He highlighted the success of the police in schools program implemented after the tragedy in Parkland. “Our officers are not merely patrolling our public schools – they are working to be part of the fabric of the school experience so our kids learn how to interact with their police. We have also helped with efforts to better secure our private and religious schools through training and offering our police radios.”
“We can’t stop at schools. With the rise of anti-Semitism and other hate crimes, our Area captains and officers regularly work with all our faith leaders to make sure we are doing everything we can to keep our many houses of worship safe,” he said highlighting training programs, on-site facility safety assessments, and police presence during “heightened times of worship so that congregants feel safe when they attend services.”
Gelber noted the City’s expanded trolley system which now handles nearly 500,000 riders per month “but traffic is still too difficult too often. We need more long-term solutions,” he said.
He summarized discussions between Miami-Dade County and the City of Miami Beach to connect the mainland with the Beach.
“In fact, we are at some pretty critical decision points. The County transportation plan contemplates a connection along 5th Street in our City to the mainland over the MacArthur Causeway. But the details including what route and what mode remains undecided.”
“The Malayasian Genting casino company – who owns the area formerly known as Herald Plaza – has requested the County consider using their land to build a monorail from 5th Street on Miami Beach over the MacArthur Causeway to the Genting site on Herald Plaza. That system would require riders to transfer to the Metromover to make their way to Government Center – where the Brightline and Metrorail connect – or to other locations. It would have a bus depot nearby. An alternative plan would simply connect from the 5th Street location on Miami Beach but via Metromover extension that would be a direct connection to and from Government Center and Metrorail stops – allowing for a one seat ride from the Beach to these major connection points.”
He reiterated his concerns about Genting’s casino business. “First of all, Genting is a casino company who has long wanted to put a mega casino in the area – Herald Plaza – that they are trying to market as a transit location. I am inalterably opposed to gambling expansions in or around our community as it would be a direct assault on our quality of life – so we need assurances that that is not in the cards so to speak.”
“But make no mistake – I support long term mass transit solutions to our challenges as does our Commission. But this could easily feel like a vendor driven process – and the decisions as to the route and mode must be based on what is best for our residents – not what makes sense for a casino company… We must continue to be alert and engaged as this discussion and decision are forthcoming.”
The Mayor addressed the City’s efforts to combat flooding from sea level rise noting “as a barrier island, sitting at sea level and on porous limestone – we are compelled to address climate change before most other communities.”
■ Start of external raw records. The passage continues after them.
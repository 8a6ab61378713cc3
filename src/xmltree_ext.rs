use std::borrow::Cow;
use std::io::{Cursor, Write};

use xml::writer::{EventWriter, XmlEvent as XmlWEvent};
use xml::EmitterConfig;
use xmltree::{Element, XMLNode};

use crate::errors::{DavError, DavResult};
use crate::multistatus::NS_DAV_URI;

pub(crate) trait ElementExt {
    /// Builder. `D:name` is put in the `DAV:` namespace.
    fn new2(name: &str) -> Element;
    /// Builder, append text.
    fn text<T: Into<String>>(self, t: T) -> Element;
    /// Builder, append a child element.
    fn child(self, e: Element) -> Element;
    /// Child elements, skipping text, comments etc.
    fn child_elems(&self) -> Vec<&Element>;
    /// Is this `DAV:name`.
    fn is_dav(&self, name: &str) -> bool;
    /// Concatenated text, or the serialized child elements.
    fn inner_xml(&self) -> String;
    /// Write this element to an xml-rs event writer.
    fn write_ev<W: Write>(&self, emitter: &mut EventWriter<W>) -> xml::writer::Result<()>;
}

impl ElementExt for Element {
    fn new2(name: &str) -> Element {
        let mut e = match name.split_once(':') {
            Some((pfx, n)) => {
                let mut e = Element::new(n);
                e.prefix = Some(pfx.to_string());
                if pfx == "D" {
                    e.namespace = Some(NS_DAV_URI.to_string());
                }
                e
            }
            None => Element::new(name),
        };
        e.namespaces = None;
        e
    }

    fn text<T: Into<String>>(mut self, t: T) -> Element {
        self.children.push(XMLNode::Text(t.into()));
        self
    }

    fn child(mut self, e: Element) -> Element {
        self.children.push(XMLNode::Element(e));
        self
    }

    fn child_elems(&self) -> Vec<&Element> {
        self.children.iter().filter_map(|n| n.as_element()).collect()
    }

    fn is_dav(&self, name: &str) -> bool {
        self.name == name && self.namespace.as_deref() == Some(NS_DAV_URI)
    }

    fn inner_xml(&self) -> String {
        if self.child_elems().is_empty() {
            return self.get_text().map(|t| t.into_owned()).unwrap_or_default();
        }
        let mut emitter = EventWriter::new_with_config(
            Cursor::new(Vec::new()),
            EmitterConfig {
                write_document_declaration: false,
                normalize_empty_elements: false,
                perform_indent: false,
                indent_string: Cow::Borrowed(""),
                ..Default::default()
            },
        );
        for node in &self.children {
            let res = match node {
                XMLNode::Element(e) => e.write_ev(&mut emitter),
                XMLNode::Text(t) | XMLNode::CData(t) => emitter.write(XmlWEvent::characters(t)),
                _ => Ok(()),
            };
            if res.is_err() {
                break;
            }
        }
        String::from_utf8_lossy(&emitter.into_inner().into_inner()).into_owned()
    }

    fn write_ev<W: Write>(&self, emitter: &mut EventWriter<W>) -> xml::writer::Result<()> {
        let ns = self.namespace.as_deref().unwrap_or("");
        let name = if ns == NS_DAV_URI {
            format!("D:{}", self.name)
        } else {
            self.name.clone()
        };
        let mut start = XmlWEvent::start_element(name.as_str());
        if !ns.is_empty() && ns != NS_DAV_URI {
            start = start.default_ns(ns);
        }
        for (k, v) in &self.attributes {
            start = start.attr(k.as_str(), v.as_str());
        }
        emitter.write(start)?;
        for node in &self.children {
            match node {
                XMLNode::Element(e) => e.write_ev(emitter)?,
                XMLNode::Text(t) | XMLNode::CData(t) => emitter.write(XmlWEvent::characters(t))?,
                _ => {}
            }
        }
        emitter.write(XmlWEvent::end_element())
    }
}

/// Parse a request body and check that the root is `DAV:<root>`.
pub(crate) fn parse_dav_body(data: &[u8], root: &str) -> DavResult<Element> {
    let elem = Element::parse(Cursor::new(data))?;
    if !elem.is_dav(root) {
        debug!("xml: expected DAV:{root}, got {}", elem.name);
        return Err(DavError::XmlParseError);
    }
    Ok(elem)
}
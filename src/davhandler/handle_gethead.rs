use std::cmp;
use std::io::{Cursor, SeekFrom};

use async_stream::stream;
use bytes::Bytes;
use headers::HeaderMapExt;
use http::header::{self, HeaderValue};
use http::{Response, StatusCode};
use tokio::io::{AsyncRead, AsyncReadExt, AsyncSeekExt};
use uuid::Uuid;

use crate::backend::{ContentBody, DavContent, DavSeekRead, GetOptions, GetReply};
use crate::body::Body;
use crate::davhandler::{empty_response, DavRequest};
use crate::davheaders::{self, content_range};
use crate::util::DavMethod;
use crate::DavResult;

pub(crate) const READ_BUF_SIZE: usize = 16384;

// the parts of a multipart/byteranges reply.
struct Multipart {
    boundary: String,
    content_type: String,
    total: Option<u64>,
}

impl Multipart {
    fn part_header(&self, start: u64, end: u64) -> String {
        format!(
            "\r\n--{}\r\nContent-Type: {}\r\nContent-Range: {}\r\n\r\n",
            self.boundary,
            self.content_type,
            content_range(start, end, self.total)
        )
    }

    fn trailer(&self) -> String {
        format!("\r\n--{}--\r\n", self.boundary)
    }
}

// Copy the ranges out of a seekable reader.
fn read_ranges(
    mut reader: Box<dyn DavSeekRead>,
    ranges: Vec<(u64, u64)>,
    multipart: Option<Multipart>,
    bufsize: usize,
) -> Body {
    Body::stream(stream! {
        for (start, end) in ranges {
            if let Some(mp) = &multipart {
                yield Ok(Bytes::from(mp.part_header(start, end)));
            }
            if let Err(e) = reader.seek(SeekFrom::Start(start)).await {
                yield Err(e);
                return;
            }
            let mut left = end - start + 1;
            while left > 0 {
                let mut buf = vec![0u8; cmp::min(left, bufsize as u64) as usize];
                match reader.read(&mut buf).await {
                    Ok(0) => break,
                    Ok(n) => {
                        buf.truncate(n);
                        left -= n as u64;
                        yield Ok(Bytes::from(buf));
                    }
                    Err(e) => {
                        yield Err(e);
                        return;
                    }
                }
            }
        }
        if let Some(mp) = &multipart {
            yield Ok(Bytes::from(mp.trailer()));
        }
    })
}

// Copy a reader until EOF.
fn read_all<R>(mut reader: R, bufsize: usize) -> Body
where
    R: AsyncRead + Send + Unpin + 'static,
{
    Body::stream(stream! {
        loop {
            let mut buf = vec![0u8; bufsize];
            match reader.read(&mut buf).await {
                Ok(0) => break,
                Ok(n) => {
                    buf.truncate(n);
                    yield Ok(Bytes::from(buf));
                }
                Err(e) => {
                    yield Err(e);
                    break;
                }
            }
        }
    })
}

impl crate::DavHandler {
    pub(crate) async fn handle_get(&self, req: &DavRequest) -> DavResult<Response<Body>> {
        let head = req.method == DavMethod::HEAD;

        // a malformed Range: header is ignored.
        let ranges = match req.headers().typed_get::<davheaders::ByteRanges>() {
            Some(r) if !head => r.0,
            _ => Vec::new(),
        };
        let opts = GetOptions {
            path: req.path.clone(),
            ranges,
        };

        let reply = if head && self.caps.methods.contains(DavMethod::HEAD) {
            trace!("backend head {}", opts.path);
            self.backend.head(&opts).await?
        } else {
            trace!("backend get {}", opts.path);
            self.backend.get(&opts).await?
        };
        let content = match reply {
            GetReply::Content(c) => c,
            GetReply::Status(s) => {
                return Ok(empty_response(
                    s.resolve(StatusCode::OK, StatusCode::NOT_FOUND),
                ))
            }
        };
        let DavContent {
            body,
            mimetype,
            mtime,
            size,
        } = content;

        let mut res = Response::new(Body::empty());
        let content_type = mimetype.unwrap_or_else(|| req.path.mime_type_str());
        {
            let h = res.headers_mut();
            let ct = HeaderValue::from_str(&content_type)
                .unwrap_or(HeaderValue::from_static("application/octet-stream"));
            h.insert(header::CONTENT_TYPE, ct);
            if let Some(mtime) = mtime {
                h.typed_insert(headers::LastModified::from(mtime));
            }
        }

        if head {
            if let Some(size) = size {
                res.headers_mut().typed_insert(headers::ContentLength(size));
            }
            return Ok(res);
        }

        // in-memory data can serve ranges too.
        let mut reader: Box<dyn DavSeekRead> = match body {
            ContentBody::Seekable(reader) => reader,
            ContentBody::Data(data) => Box::new(Cursor::new(data)),
            ContentBody::Stream(reader) => {
                if let Some(size) = size {
                    res.headers_mut().typed_insert(headers::ContentLength(size));
                }
                *res.body_mut() = read_all(reader, self.read_buf_size);
                return Ok(res);
            }
        };
        if opts.ranges.is_empty() {
            if let Some(size) = size {
                res.headers_mut().typed_insert(headers::ContentLength(size));
            }
            *res.body_mut() = read_all(reader, self.read_buf_size);
            return Ok(res);
        }
        res.headers_mut()
            .typed_insert(headers::AcceptRanges::bytes());

        // we need the length to resolve the ranges. If the backend did
        // not tell us, find out, but keep reporting the total as "*".
        let len = match size {
            Some(size) => size,
            None => reader.seek(SeekFrom::End(0)).await?,
        };
        let resolved = opts
            .ranges
            .iter()
            .filter_map(|r| r.resolve(len))
            .collect::<Vec<_>>();
        debug!(
            "GET {}: ranges {:?} resolved to {:?} (length {})",
            req.path, opts.ranges, resolved, len
        );

        if resolved.is_empty() {
            let mut res = empty_response(StatusCode::RANGE_NOT_SATISFIABLE);
            if let Ok(v) = HeaderValue::from_str(&format!("bytes */{len}")) {
                res.headers_mut().insert(header::CONTENT_RANGE, v);
            }
            return Ok(res);
        }

        *res.status_mut() = StatusCode::PARTIAL_CONTENT;
        if let &[(start, end)] = resolved.as_slice() {
            let h = res.headers_mut();
            if let Ok(v) = HeaderValue::from_str(&content_range(start, end, size)) {
                h.insert(header::CONTENT_RANGE, v);
            }
            h.typed_insert(headers::ContentLength(end - start + 1));
            *res.body_mut() = read_ranges(reader, resolved, None, self.read_buf_size);
            return Ok(res);
        }

        let multipart = Multipart {
            boundary: format!("SEPARATOR_{}", Uuid::new_v4().simple()),
            content_type,
            total: size,
        };
        let ct = format!("multipart/byteranges; boundary={}", multipart.boundary);
        if let Ok(v) = HeaderValue::from_str(&ct) {
            res.headers_mut().insert(header::CONTENT_TYPE, v);
        }
        *res.body_mut() = read_ranges(reader, resolved, Some(multipart), self.read_buf_size);
        Ok(res)
    }
}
Referencing the many studies reviewing the City’s stormwater and resiliency efforts over the past two years, he said, “[T]he good news is every expert, every study, and all our experience shows that this is a surmountable challenge so long as we address it head on and not with our heads in the sand.”
What is known as “The Jacobs report” which will contain a recommended plan of action is now in its final phases. Gelber said the Administration will use that information “to inform and reorient” the City’s efforts as it puts together an action plan with community input.
“Here are a few polestars that have to guide us,” he said. “First, we do not have the luxury of converting this into a political debate. For me, the only thing we should care about is what is the best science and engineering available to guide our decision-making. Second, we know much of what we are already doing is working – 85 incidents of flooding have been avoided thanks to these efforts. There is no question that in areas where we have raised roads that flooding has diminished. The financial markets have responded by reducing our stormwater insurance premiums and awarding us high bond ratings because of our resiliency efforts.
And our property values are still faring better than other similarly situated communities. Third, we have to learn from our past efforts to make sure we get it right and minimize resident disruptions. We must treat every single parcel of land as if it was our home and navigate the harmonization issues with great diligence. Finally, we have to give the community full access and input in these decisions so that no one feels powerless or put upon.”
“Finally, we cannot push this issue to the bottom of our inbox. We just can’t do that. And there is no “pause” – we are simply informing our program with new information. So, make no mistake – the challenges of sea level rise, like transit, are real and must continue to be addressed and we will do that every day.”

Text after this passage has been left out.